Les naufragés du confinement
Petits commerçants en faillite, jeune couples réduits aux banques alimentaires... Il y aurait déjà des millions de victimes collatérales de la crise sanitaire.
Teint frais, doudoune d’un blanc immaculé et sac en toile « Biocoop », Flavie, 27 ans, détonne… Dans la file qui s’étire devant l’épicerie solidaire Montparnasse Rencontres du XIVe arrondissement de Paris, les mines sont plutôt sombres. Et les chariots de marché, rapiécés. Comme chaque jeudi depuis trois semaines, cette blonde toute fine se glisse entre sans-papiers et travailleurs précaires. Etudiante en psychologie, elle est une bénéficiaire récente. La fiche qui lui donne désormais le droit d’effectuer ses courses à moindre coût fait tache dans la pile de dossiers de l’association. Ses parents, qui refusent de l’aider, sont trop aisés pour qu’elle puisse prétendre à une bourse, et son statut d’étudiante ne lui donne pas accès au RSA. Jusque-là, Flavie tenait en enchaînant les petits boulots : « J’ai souvent été caissière, vendeuse, mais pas moyen de trouver un job ces derniers mois. » Pour boucler novembre, elle ne peut compter que sur les 874 euros d’assurance chômage de son conjoint, Rassoul, intérimaire, qui n’a plus trouvé d’emploi depuis le premier confinement.
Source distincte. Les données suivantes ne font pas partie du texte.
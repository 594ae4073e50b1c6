//! Qdrant HTTP client implementing the VectorStore contract
//!
//! Both operations scope their filter to one (item id, tag) pair:
//!
//! - `fetch_vector` scrolls the collection with `limit: 1` and returns the
//!   stored vector, if any
//! - `search_nearest` runs a similarity search whose candidates are the same
//!   item's points carrying the target tag
//!
//! Transient failures are retried per the configured [`RetryPolicy`]; the
//! default policy surfaces the first failure untouched.

use std::time::Duration;

use async_trait::async_trait;
use reqwest::Client;
use serde::{Deserialize, Serialize};

use triptych_core::error::{CoreError, CoreResult};
use triptych_core::retry::with_retry;
use triptych_core::store::VectorStore;
use triptych_core::types::{ItemId, RepTag, SearchHit};

use crate::config::QdrantConfig;

/// Payload field holding the owning item's id
const FIELD_ITEM_ID: &str = "item_id";
/// Payload field holding the representation tag
const FIELD_TAG: &str = "tag";

/// Slack allowed before an out-of-range cosine score is treated as a
/// protocol error rather than float rounding
const SCORE_TOLERANCE: f32 = 1e-3;

// ============================================================================
// Wire Types
// ============================================================================

#[derive(Debug, Serialize)]
struct MatchValue<'a> {
    value: &'a str,
}

#[derive(Debug, Serialize)]
struct FieldCondition<'a> {
    key: &'a str,
    #[serde(rename = "match")]
    match_on: MatchValue<'a>,
}

/// Exact-match filter restricting an operation to one (item, tag) scope
#[derive(Debug, Serialize)]
struct ScopeFilter<'a> {
    must: [FieldCondition<'a>; 2],
}

impl<'a> ScopeFilter<'a> {
    fn new(item_id: &'a ItemId, tag: RepTag) -> Self {
        Self {
            must: [
                FieldCondition {
                    key: FIELD_ITEM_ID,
                    match_on: MatchValue {
                        value: item_id.as_str(),
                    },
                },
                FieldCondition {
                    key: FIELD_TAG,
                    match_on: MatchValue {
                        value: tag.as_str(),
                    },
                },
            ],
        }
    }
}

#[derive(Debug, Serialize)]
struct ScrollRequest<'a> {
    filter: ScopeFilter<'a>,
    limit: usize,
    with_payload: bool,
    with_vector: bool,
}

#[derive(Debug, Deserialize)]
struct ScrollResponse {
    result: ScrollResult,
}

#[derive(Debug, Deserialize)]
struct ScrollResult {
    #[serde(default)]
    points: Vec<ScrollPoint>,
}

#[derive(Debug, Deserialize)]
struct ScrollPoint {
    #[serde(default)]
    vector: Option<Vec<f32>>,
}

#[derive(Debug, Serialize)]
struct SearchRequest<'a> {
    vector: &'a [f32],
    filter: ScopeFilter<'a>,
    limit: usize,
    with_payload: bool,
}

#[derive(Debug, Deserialize)]
struct SearchResponse {
    #[serde(default)]
    result: Vec<ScoredPoint>,
}

#[derive(Debug, Deserialize)]
struct ScoredPoint {
    score: f32,
    #[serde(default)]
    payload: Option<PointPayload>,
}

#[derive(Debug, Default, Deserialize)]
struct PointPayload {
    #[serde(default)]
    item_id: Option<String>,
    #[serde(default)]
    tag: Option<RepTag>,
    #[serde(default)]
    snippet: Option<String>,
}

// ============================================================================
// Client
// ============================================================================

/// Vector store client backed by a Qdrant HTTP endpoint
pub struct QdrantStore {
    client: Client,
    config: QdrantConfig,
}

impl QdrantStore {
    /// Create a client from configuration
    ///
    /// # Errors
    ///
    /// Returns [`CoreError::Configuration`] when the configuration is
    /// invalid or the HTTP client cannot be built.
    pub fn new(config: QdrantConfig) -> CoreResult<Self> {
        config.validate()?;

        let client = Client::builder()
            .timeout(Duration::from_secs(config.timeout_secs))
            .build()
            .map_err(|e| {
                CoreError::Configuration(format!("Failed to create HTTP client: {}", e))
            })?;

        Ok(Self { client, config })
    }

    /// The collection this client operates on
    pub fn collection(&self) -> &str {
        &self.config.collection
    }

    fn endpoint(&self, operation: &str) -> String {
        format!(
            "{}/collections/{}/points/{}",
            self.config.base_url.trim_end_matches('/'),
            self.config.collection,
            operation
        )
    }

    /// POST a JSON body and deserialize the response envelope
    async fn post_json<Req, Resp>(&self, url: &str, request: &Req) -> CoreResult<Resp>
    where
        Req: Serialize,
        Resp: for<'de> Deserialize<'de>,
    {
        let response = self
            .client
            .post(url)
            .json(request)
            .send()
            .await
            .map_err(|e| {
                if e.is_timeout() {
                    CoreError::Timeout {
                        duration_ms: self.config.timeout_secs * 1000,
                    }
                } else {
                    CoreError::transport(format!("Request to {} failed: {}", url, e))
                }
            })?;

        let status = response.status();
        if !status.is_success() {
            let body = response
                .text()
                .await
                .unwrap_or_else(|_| "<body unavailable>".to_string());
            return Err(CoreError::transport(format!("HTTP {}: {}", status, body)));
        }

        response.json::<Resp>().await.map_err(|e| {
            CoreError::transport(format!("Failed to parse response from {}: {}", url, e))
        })
    }

    async fn scroll_once(&self, item_id: &ItemId, tag: RepTag) -> CoreResult<Option<Vec<f32>>> {
        let url = self.endpoint("scroll");
        let request = ScrollRequest {
            filter: ScopeFilter::new(item_id, tag),
            limit: 1,
            with_payload: false,
            with_vector: true,
        };

        tracing::debug!("Fetching {} vector for item {}", tag, item_id);

        let response: ScrollResponse = self.post_json(&url, &request).await?;

        let Some(point) = response.result.points.into_iter().next() else {
            return Ok(None);
        };

        let vector = point.vector.ok_or_else(|| {
            CoreError::transport(format!(
                "Point for item {} tag {} returned without a vector",
                item_id, tag
            ))
        })?;

        if vector.len() != self.config.vector_dim {
            return Err(CoreError::transport(format!(
                "Expected {}-dim vector for item {} tag {}, got {}",
                self.config.vector_dim,
                item_id,
                tag,
                vector.len()
            )));
        }

        Ok(Some(vector))
    }

    async fn search_once(
        &self,
        item_id: &ItemId,
        tag: RepTag,
        query: &[f32],
        top_k: usize,
    ) -> CoreResult<Vec<SearchHit>> {
        let url = self.endpoint("search");
        let request = SearchRequest {
            vector: query,
            filter: ScopeFilter::new(item_id, tag),
            limit: top_k,
            with_payload: true,
        };

        tracing::debug!(
            "Searching {} points of item {} (top_k {})",
            tag,
            item_id,
            top_k
        );

        let response: SearchResponse = self.post_json(&url, &request).await?;

        response
            .result
            .into_iter()
            .map(|point| {
                let score = normalize_score(point.score).ok_or_else(|| {
                    CoreError::transport(format!(
                        "Search hit for item {} carries non-cosine score {}",
                        item_id, point.score
                    ))
                })?;

                let payload = point.payload.unwrap_or_default();
                let hit_item = payload
                    .item_id
                    .map(ItemId::from)
                    .unwrap_or_else(|| item_id.clone());
                let hit_tag = payload.tag.unwrap_or(tag);

                let mut hit = SearchHit::new(hit_item, hit_tag, score);
                if let Some(snippet) = payload.snippet {
                    hit = hit.with_snippet(snippet);
                }
                Ok(hit)
            })
            .collect()
    }
}

/// Coerce a backend score into cosine range
///
/// Scores within [`SCORE_TOLERANCE`] of the range are clamped; anything
/// further out, or NaN, is `None` and treated as a protocol error.
fn normalize_score(score: f32) -> Option<f32> {
    if score.is_nan() || score.abs() > 1.0 + SCORE_TOLERANCE {
        return None;
    }
    Some(score.clamp(-1.0, 1.0))
}

#[async_trait]
impl VectorStore for QdrantStore {
    async fn fetch_vector(&self, item_id: &ItemId, tag: RepTag) -> CoreResult<Option<Vec<f32>>> {
        with_retry(&self.config.retry, "Vector fetch", || {
            self.scroll_once(item_id, tag)
        })
        .await
    }

    async fn search_nearest(
        &self,
        item_id: &ItemId,
        tag: RepTag,
        query: &[f32],
        top_k: usize,
    ) -> CoreResult<Vec<SearchHit>> {
        with_retry(&self.config.retry, "Vector search", || {
            self.search_once(item_id, tag, query, top_k)
        })
        .await
    }
}

// ============================================================================
// Tests
// ============================================================================
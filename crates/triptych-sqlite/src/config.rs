//! Configuration for the SQLite score sink

use std::env;
use std::path::PathBuf;

/// Configuration for [`ScorePool`](crate::ScorePool)
#[derive(Debug, Clone)]
pub struct SqliteConfig {
    /// Database file path; `:memory:` opens an in-memory database
    pub path: PathBuf,

    /// Enable write-ahead logging
    pub wal_mode: bool,

    /// Enforce foreign key constraints
    pub foreign_keys: bool,

    /// How long a writer waits on a locked database before failing
    pub busy_timeout_ms: u32,

    /// SQLite page cache size (negative values are KiB, per SQLite docs)
    pub cache_size: i64,
}

impl Default for SqliteConfig {
    fn default() -> Self {
        Self {
            path: PathBuf::from("triptych.db"),
            wal_mode: true,
            foreign_keys: true,
            busy_timeout_ms: 5000,
            cache_size: -64000,
        }
    }
}

impl SqliteConfig {
    /// Configuration for a database at `path`
    pub fn new(path: impl Into<PathBuf>) -> Self {
        Self {
            path: path.into(),
            ..Self::default()
        }
    }

    /// Configuration for an in-memory database
    pub fn memory() -> Self {
        Self::new(":memory:")
    }

    /// Create configuration from environment variables
    ///
    /// Reads `TRIPTYCH_DB_PATH` and `TRIPTYCH_DB_BUSY_TIMEOUT_MS`, falling
    /// back to defaults when absent or unparsable.
    pub fn from_env() -> Self {
        let defaults = Self::default();

        let path = env::var("TRIPTYCH_DB_PATH")
            .map(PathBuf::from)
            .unwrap_or(defaults.path);

        let busy_timeout_ms = env::var("TRIPTYCH_DB_BUSY_TIMEOUT_MS")
            .ok()
            .and_then(|s| s.parse().ok())
            .unwrap_or(defaults.busy_timeout_ms);

        Self {
            path,
            busy_timeout_ms,
            ..defaults
        }
    }

    /// Whether this configuration opens an in-memory database
    pub fn is_memory(&self) -> bool {
        self.path.to_str() == Some(":memory:")
    }
}

#[cfg(test)]
mod tests {
    use super::*;

    #[test]
    fn memory_config_is_detected() {
        assert!(SqliteConfig::memory().is_memory());
        assert!(!SqliteConfig::new("scores.db").is_memory());
    }

    #[test]
    fn defaults_enable_wal() {
        let config = SqliteConfig::default();
        assert!(config.wal_mode);
        assert!(config.foreign_keys);
        assert_eq!(config.busy_timeout_ms, 5000);
    }
}
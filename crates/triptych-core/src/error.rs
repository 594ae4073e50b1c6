//! Pipeline Error Types
//!
//! One taxonomy shared across the workspace. Variants are `Clone` with
//! string payloads so per-item failures can be collected across task joins
//! and carried in run reports.

use thiserror::Error;

use crate::types::RepTag;

/// Error type for similarity pipeline operations
#[derive(Error, Debug, Clone, PartialEq)]
pub enum CoreError {
    /// An item lacks a required representation vector
    #[error("Missing {tag} vector for item {item_id}")]
    MissingRepresentation { item_id: String, tag: RepTag },

    /// A self-scoped search returned zero hits
    ///
    /// There is no defined maximum over zero hits, so the item fails rather
    /// than receiving a default score.
    #[error("No {target} hits for item {item_id} ({query} query)")]
    EmptySearchResult {
        item_id: String,
        query: RepTag,
        target: RepTag,
    },

    /// The vector store is unreachable or returned a protocol-level error
    #[error("Transport error: {0}")]
    Transport(String),

    /// The durable score store failed
    #[error("Storage error: {0}")]
    Storage(String),

    /// Operation timed out
    #[error("Timeout after {duration_ms}ms")]
    Timeout { duration_ms: u64 },

    /// Configuration error
    #[error("Configuration error: {0}")]
    Configuration(String),
}

/// Result type for pipeline operations
pub type CoreResult<T> = Result<T, CoreError>;

impl CoreError {
    /// Create a missing-representation error
    pub fn missing_representation(item_id: impl Into<String>, tag: RepTag) -> Self {
        Self::MissingRepresentation {
            item_id: item_id.into(),
            tag,
        }
    }

    /// Create an empty-search-result error for a pairwise search
    pub fn empty_search(item_id: impl Into<String>, query: RepTag, target: RepTag) -> Self {
        Self::EmptySearchResult {
            item_id: item_id.into(),
            query,
            target,
        }
    }

    /// Create a transport error
    pub fn transport<S: Into<String>>(msg: S) -> Self {
        Self::Transport(msg.into())
    }

    /// Create a storage error
    pub fn storage<S: Into<String>>(msg: S) -> Self {
        Self::Storage(msg.into())
    }

    /// Check if the error is retryable
    ///
    /// Only transient remote failures qualify. Missing representations and
    /// empty searches describe the data, not the connection, and retrying
    /// them would return the same answer.
    pub fn is_retryable(&self) -> bool {
        matches!(
            self,
            Self::Transport(_) | Self::Storage(_) | Self::Timeout { .. }
        )
    }

    /// Check if the error describes an item's data rather than a failure
    /// of the machinery around it
    pub fn is_data_gap(&self) -> bool {
        matches!(
            self,
            Self::MissingRepresentation { .. } | Self::EmptySearchResult { .. }
        )
    }
}
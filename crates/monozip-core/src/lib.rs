pub mod archive;
pub mod clients;
pub mod config;
pub mod dates;
pub mod db;
pub mod migrations;
pub mod telemetry;

pub use archive::{
    ArchiveAlgorithm, ArchiveBuilder, ArchiveEntry, ArchiveError, EntryCollector,
    ZipArchiveBuilder,
};
pub use clients::{
    AddOutcome, AvailableClients, CUSTOM_CLIENT_KEY, ClientListing, ClientRule, ClientRuleError,
    ClientRuleService, ClientRuleStore, DeleteOutcome, GeneratedPassword, UpdateOutcome,
    open_store,
};
pub use config::{Config, StoreBackend};
pub use db::Database;
pub use telemetry::{TelemetryError, TelemetryGuard, init_logging, init_telemetry};
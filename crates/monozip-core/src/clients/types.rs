use chrono::NaiveDate;
use serde::{Deserialize, Serialize};

/// Reserved key for free-form password composition. Never stored.
pub const CUSTOM_CLIENT_KEY: &str = "custom";

/// Suffix description used when a rule is saved without one.
pub const DEFAULT_SUFFIX_RULE: &str = "MMDD (month and day of the target date)";

pub const CUSTOM_CLIENT_LABEL: &str = "Custom (free input)";
pub const CUSTOM_CLIENT_RULE: &str = "Free text + optional date (YYYYMMDD)";

#[derive(Debug, Clone, PartialEq, Eq, Serialize, Deserialize)]
pub struct ClientRule {
    pub key: String,
    pub name: String,
    pub prefix: String,
    #[serde(default = "default_suffix_rule")]
    pub suffix_rule: String,
}

fn default_suffix_rule() -> String {
    DEFAULT_SUFFIX_RULE.to_string()
}

/// Validated, trimmed fields for a rule that does not have a key yet.
#[derive(Debug, Clone, PartialEq, Eq)]
pub struct ClientRuleDraft {
    pub name: String,
    pub prefix: String,
    pub suffix_rule: String,
}

impl ClientRuleDraft {
    pub fn into_rule(self, key: String) -> ClientRule {
        ClientRule {
            key,
            name: self.name,
            prefix: self.prefix,
            suffix_rule: self.suffix_rule,
        }
    }
}

/// Which field of a rule collided with an existing record.
#[derive(Debug, Clone, Copy, PartialEq, Eq, Serialize)]
#[serde(rename_all = "snake_case")]
pub enum ConflictField {
    Name,
    Prefix,
}

#[derive(Debug, Clone, PartialEq, Eq)]
pub struct RuleConflict {
    pub field: ConflictField,
    /// The submitted value that collided.
    pub value: String,
    pub existing: ClientRule,
}

impl RuleConflict {
    pub fn message(&self) -> String {
        format!("{} is already registered.", self.value)
    }
}

#[derive(Debug, Clone, PartialEq, Eq)]
pub enum InsertOutcome {
    Created(ClientRule),
    Conflict(RuleConflict),
}

/// One row of the client picker shown to users.
#[derive(Debug, Clone, PartialEq, Eq, Serialize, Deserialize)]
pub struct ClientListing {
    pub key: String,
    pub label: String,
    pub rule_description: String,
    pub prefix: String,
    pub suffix_rule: String,
}

impl ClientListing {
    pub fn from_rule(rule: &ClientRule) -> Self {
        Self {
            key: rule.key.clone(),
            label: rule.name.clone(),
            rule_description: format!("{} + MMDD", rule.prefix),
            prefix: rule.prefix.clone(),
            suffix_rule: rule.suffix_rule.clone(),
        }
    }

    pub fn custom() -> Self {
        Self {
            key: CUSTOM_CLIENT_KEY.to_string(),
            label: CUSTOM_CLIENT_LABEL.to_string(),
            rule_description: CUSTOM_CLIENT_RULE.to_string(),
            prefix: String::new(),
            suffix_rule: String::new(),
        }
    }

    pub fn is_custom(&self) -> bool {
        self.key == CUSTOM_CLIENT_KEY
    }
}

#[derive(Debug, Clone, PartialEq, Eq, Serialize)]
pub struct AvailableClients {
    pub clients: Vec<ClientListing>,
    /// True when the listing shows built-in defaults because the backend failed.
    pub fallback: bool,
}

#[derive(Debug, Clone, PartialEq, Eq, Serialize)]
pub struct AddOutcome {
    pub created: bool,
    pub rule: Option<ClientRule>,
    pub message: String,
}

#[derive(Debug, Clone, PartialEq, Eq, Serialize)]
pub struct UpdateOutcome {
    pub updated: bool,
    pub rule: ClientRule,
    pub message: String,
}

#[derive(Debug, Clone, PartialEq, Eq, Serialize)]
pub struct DeleteOutcome {
    pub deleted: bool,
    pub rule: ClientRule,
    pub message: String,
}

#[derive(Debug, Clone, PartialEq, Eq, Serialize)]
pub struct GeneratedPassword {
    pub password: String,
    /// The date that fed the suffix; absent for custom text without a date.
    pub date: Option<NaiveDate>,
}
//! Client naming rules: storage backends and password derivation.

pub mod error;
pub mod file_store;
pub mod service;
pub mod sql_store;
pub mod store;
pub mod types;

pub use error::ClientRuleError;
pub use file_store::JsonFileClientRuleStore;
pub use service::{ClientRuleService, derive_custom};
pub use sql_store::SqlClientRuleStore;
pub use store::{ClientRuleStore, StoreSetupError, default_rules, open_store};
pub use types::{
    AddOutcome, AvailableClients, CUSTOM_CLIENT_KEY, ClientListing, ClientRule, ClientRuleDraft,
    ConflictField, DEFAULT_SUFFIX_RULE, DeleteOutcome, GeneratedPassword, InsertOutcome,
    RuleConflict, UpdateOutcome,
};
Le visage cerné du trentenaire, père d’un enfant de 7 ans dont Flavie et lui s’occupent les week-ends, est accablé. Ses larges épaules se sont voûtées. La galère, il avait déjà donné. Mais jamais à ce point. Au pire moment, l’été dernier, entre les murs insalubres d’un studio exigu de 15 mètres carrés, le couple ne se nourrissait que des galettes préparées par Flavie avec les seuls ingrédients dont ils disposaient : un peu de farine et d’eau. Victimes collatérales de la crise sanitaire, atteints par cet autre mal qui menace la France, la précarité, Flavie et Rassoul ne souffrent ni de fièvre ni de toux, mais leur intégrité physique est menacée par(...)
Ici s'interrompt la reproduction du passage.